▸ TASK DETAILS
From the first line of the data through the line containing "pub use theme::ThemePreferenceStore;", return each line exactly.

▸ MATERIAL FOR THE TASK
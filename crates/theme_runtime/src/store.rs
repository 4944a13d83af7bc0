//! Theme and home-mode stores, their shared plumbing, and the process-wide install slot.

mod home_mode;
mod theme;

use std::{
    cell::{Cell, OnceCell, RefCell},
    collections::VecDeque,
};

use leptos::logging;
use platform_host::{PrefsStore, ThemeHostServices};

use crate::{config::ThemeStoreConfig, error::ThemeError};

pub use home_mode::HomeAnimationModeStore;
pub use theme::ThemePreferenceStore;

/// FIFO of pending actions drained by whichever call started the pass.
///
/// An action dispatched while a pass is running (an observer mutating the store) is queued and
/// applied after the current action's effects finish.
pub(crate) struct ActionQueue<A> {
    pending: RefCell<VecDeque<A>>,
    draining: Cell<bool>,
}

impl<A> Default for ActionQueue<A> {
    fn default() -> Self {
        Self {
            pending: RefCell::new(VecDeque::new()),
            draining: Cell::new(false),
        }
    }
}

struct DrainGuard<'a>(&'a Cell<bool>);

impl Drop for DrainGuard<'_> {
    fn drop(&mut self) {
        self.0.set(false);
    }
}

impl<A> ActionQueue<A> {
    pub(crate) fn run(&self, action: A, mut apply: impl FnMut(A)) {
        self.pending.borrow_mut().push_back(action);
        if self.draining.replace(true) {
            return;
        }
        let _guard = DrainGuard(&self.draining);
        loop {
            let next = self.pending.borrow_mut().pop_front();
            let Some(action) = next else {
                break;
            };
            apply(action);
        }
    }
}

/// Durable-storage access that degrades to in-memory operation after the first failure.
#[derive(Default)]
pub(crate) struct Persistence {
    degraded: Cell<bool>,
}

impl Persistence {
    pub(crate) fn load(&self, prefs: &dyn PrefsStore, key: &str) -> Option<String> {
        if self.degraded.get() {
            return None;
        }
        match prefs.load_pref(key) {
            Ok(value) => value,
            Err(err) => {
                self.degrade(key, &err);
                None
            }
        }
    }

    pub(crate) fn save(&self, prefs: &dyn PrefsStore, key: &str, value: &str) {
        if self.degraded.get() {
            return;
        }
        if let Err(err) = prefs.save_pref(key, value) {
            self.degrade(key, &err);
        }
    }

    pub(crate) fn is_degraded(&self) -> bool {
        self.degraded.get()
    }

    fn degrade(&self, key: &str, err: &str) {
        logging::warn!("preference storage disabled for this session after `{key}` failed: {err}");
        self.degraded.set(true);
    }
}

#[derive(Clone, Debug)]
/// Both preference stores, built from one host bundle and config.
pub struct ThemeStores {
    /// Light/dark/auto preference.
    pub theme: ThemePreferenceStore,
    /// Landing animation selection.
    pub home_mode: HomeAnimationModeStore,
}

impl ThemeStores {
    /// Builds both stores. Nothing is read from storage until [`ThemeStores::initialize`].
    pub fn new(host: ThemeHostServices, config: ThemeStoreConfig) -> Self {
        Self {
            theme: ThemePreferenceStore::new(host.clone(), config.clone()),
            home_mode: HomeAnimationModeStore::new(host, config),
        }
    }

    /// Initializes both stores. Idempotent.
    pub fn initialize(&self) {
        self.theme.initialize();
        self.home_mode.initialize();
    }
}

thread_local! {
    static INSTALLED_STORES: OnceCell<ThemeStores> = OnceCell::new();
}

/// Installs `stores` as the process-wide instance for the UI thread.
///
/// # Errors
///
/// Returns [`ThemeError::AlreadyInstalled`] when an instance is already installed; the existing
/// instance stays in place.
pub fn install_stores(stores: ThemeStores) -> Result<(), ThemeError> {
    INSTALLED_STORES.with(|slot| {
        slot.set(stores)
            .map_err(|_| ThemeError::AlreadyInstalled)
    })
}

/// Returns a handle to the installed stores, if [`install_stores`] ran on this thread.
pub fn installed_stores() -> Option<ThemeStores> {
    INSTALLED_STORES.with(|slot| slot.get().cloned())
}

▸ SOLUTION FOR THIS TASK
filename crates/theme_runtime/src/store.rs
repository 4944a13d83af7bc0
//! Theme and home-mode stores, their shared plumbing, and the process-wide install slot.

mod home_mode;
mod theme;

use std::{
    cell::{Cell, OnceCell, RefCell},
    collections::VecDeque,
};

use leptos::logging;
use platform_host::{PrefsStore, ThemeHostServices};

use crate::{config::ThemeStoreConfig, error::ThemeError};

pub use home_mode::HomeAnimationModeStore;
pub use theme::ThemePreferenceStore;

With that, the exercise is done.